Discussion
This case illustrated an unusual ECG pattern of diffuse J-point elevation which is non-cardiac in aetiology. The authors would like to specifically mention that there is no ST-segment upsloping, but rather ‘J-point elevation’ with an elevated cardiac troponin level. Such an ECG pattern can be alarming, as it may suggest early changes of acute myocardial infarction. Of note, her deterioration during presentation was without symptoms typical of myocardial infarction and there was a resolution of ST-segment changes following electrolyte correction and hydration. These findings strengthen the proposition that electrolyte imbalance secondary to gastrointestinal loss and the newly diagnosed hypoparathyroidism was the cause of the global ST-segment elevation. ECG changes of global ST- segment elevation is well recognized in hyperkalemia. However, reported cases associated with hypokalemia are rare. A pseudoinfarction ECG pattern as seen in hyperkalemia was noted previously in a patient with severe hypokalemia undergoing correction, and was postulated to be associated with rapid changes in intracellular/extracellular [K+] ratio6. Hypocalcemia has been shown to simulate ECG patterns of myocardial injury with subsequent investigations showing no evidence of infarction8-9 and it has also been suspected to provoke coronary vasospasm9. Dehydration, severe hypotension, congestive heart failure, coronary vasospasm, myocardial bridging, and hypertensive emergencies have all been linked to provoking conditions that can cause a mismatch in myocardial oxygen supply (type II myocardial infarction). An elevated cardiac troponin has been found in these situations10. Taken together, these facts fit well in the case of our patient but the exact mechanism and contribution of these factors to the ECG manifestation remain unknown. According to earlier case studies, metabolic acidosis associated with DKA may also result in an elevation in ST-segment2-4. However, our patient’s pH, serum bicarbonate, or other serum electrolytes did not notice any noteworthy alterations when the ECG was normalized.

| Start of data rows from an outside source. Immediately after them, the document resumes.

//! Error types for vault-core
//!
//! Provides a unified error type that can be converted to appropriate exit codes.

use serde::Serialize;
use thiserror::Error;

/// Result type alias for vault-core operations
pub type Result<T> = std::result::Result<T, Error>;

/// A key the store refused to delete during a bulk delete
#[derive(Debug, Clone, PartialEq, Eq, Serialize)]
pub struct FailedKey {
    /// Absolute object key
    pub key: String,

    /// Store error code, if the store reported one
    #[serde(skip_serializing_if = "Option::is_none")]
    pub code: Option<String>,

    /// Store error message
    pub message: String,
}

/// Error types for vault-core operations
#[derive(Error, Debug)]
pub enum Error {
    /// No identity was supplied by the authentication collaborator
    #[error("Unauthorized: {0}")]
    Unauthorized(String),

    /// Malformed or namespace-escaping path
    #[error("Invalid path: {0}")]
    InvalidPath(String),

    /// Resource not found
    #[error("Not found: {0}")]
    NotFound(String),

    /// Transient failure talking to the object store (retryable)
    #[error("Store unavailable: {0}")]
    StoreUnavailable(String),

    /// A bulk delete removed some keys but not all of them
    #[error("Partial delete failure: {deleted} deleted, {} failed", failed.len())]
    PartialDeleteFailure {
        deleted: usize,
        failed: Vec<FailedKey>,
    },

    /// Configuration file error
    #[error("Configuration error: {0}")]
    Config(String),

    /// Profile not found
    #[error("Profile not found: {0}")]
    ProfileNotFound(String),

    /// IO error
    #[error("IO error: {0}")]
    Io(#[from] std::io::Error),

    /// TOML parsing error
    #[error("TOML parse error: {0}")]
    TomlParse(#[from] toml::de::Error),

    /// TOML serialization error
    #[error("TOML serialization error: {0}")]
    TomlSerialize(#[from] toml::ser::Error),

    /// JSON error
    #[error("JSON error: {0}")]
    Json(#[from] serde_json::Error),

    /// URL parsing error
    #[error("Invalid URL: {0}")]
    InvalidUrl(#[from] url::ParseError),

    /// General error
    #[error("{0}")]
    General(String),
}

impl Error {
    /// Get the appropriate exit code for this error
    pub const fn exit_code(&self) -> i32 {
        match self {
            Error::InvalidPath(_) | Error::Config(_) | Error::InvalidUrl(_) => 2, // UsageError
            Error::StoreUnavailable(_) => 3,                                      // StoreUnavailable
            Error::Unauthorized(_) => 4,                                          // AuthError
            Error::NotFound(_) | Error::ProfileNotFound(_) => 5,                  // NotFound
            Error::PartialDeleteFailure { .. } => 6,                              // PartialFailure
            _ => 1,                                                               // GeneralError
        }
    }

    /// Whether retrying the same call may succeed
    pub const fn is_retryable(&self) -> bool {
        matches!(self, Error::StoreUnavailable(_))
    }

    /// Prefix the message of a store error with the step that produced it.
    ///
    /// Only `StoreUnavailable` and `NotFound` carry a step annotation; every
    /// other variant is returned unchanged.
    pub fn during(self, step: &str) -> Self {
        match self {
            Error::StoreUnavailable(msg) => Error::StoreUnavailable(format!("{step}: {msg}")),
            Error::NotFound(msg) => Error::NotFound(format!("{step}: {msg}")),
            other => other,
        }
    }
}

#[cfg(test)]
mod tests {
    use super::*;

    #[test]
    fn test_error_exit_codes() {
        assert_eq!(Error::InvalidPath("test".into()).exit_code(), 2);
        assert_eq!(Error::Config("test".into()).exit_code(), 2);
        assert_eq!(Error::StoreUnavailable("test".into()).exit_code(), 3);
        assert_eq!(Error::Unauthorized("test".into()).exit_code(), 4);
        assert_eq!(Error::NotFound("test".into()).exit_code(), 5);
        assert_eq!(Error::ProfileNotFound("test".into()).exit_code(), 5);
        let partial = Error::PartialDeleteFailure {
            deleted: 1,
            failed: vec![],
        };
        assert_eq!(partial.exit_code(), 6);
        assert_eq!(Error::General("test".into()).exit_code(), 1);
    }

    #[test]
    fn test_error_display() {
        let err = Error::ProfileNotFound("work".into());
        assert_eq!(err.to_string(), "Profile not found: work");

        let err = Error::InvalidPath("../etc".into());
        assert_eq!(err.to_string(), "Invalid path: ../etc");

        let err = Error::PartialDeleteFailure {
            deleted: 3,
            failed: vec![FailedKey {
                key: "users/u/a".into(),
                code: Some("AccessDenied".into()),
                message: "denied".into(),
            }],
        };
        assert_eq!(err.to_string(), "Partial delete failure: 3 deleted, 1 failed");
    }

    #[test]
    fn test_during_annotates_store_errors_only() {
        let err = Error::StoreUnavailable("timeout".into()).during("list");
        assert_eq!(err.to_string(), "Store unavailable: list: timeout");
        assert!(err.is_retryable());

        let err = Error::InvalidPath("x".into()).during("list");
        assert_eq!(err.to_string(), "Invalid path: x");
        assert!(!err.is_retryable());
    }
}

To date, several authors have reported cases of hypoparathyroidism diagnosed many years after surgery. This phenomenon of delayed onset hypoparathyroidism has been postulated to be associated with scar formation as well as progressive atrophy of parathyroid glands. We report this rare case with the aim of creating awareness about this potential complication in post thyroidectomy patients. This case adds to the literature as well the association of hypokalemia and hypocalcemia with pseudo-ischemic electrographic changes that clinicians should be aware of.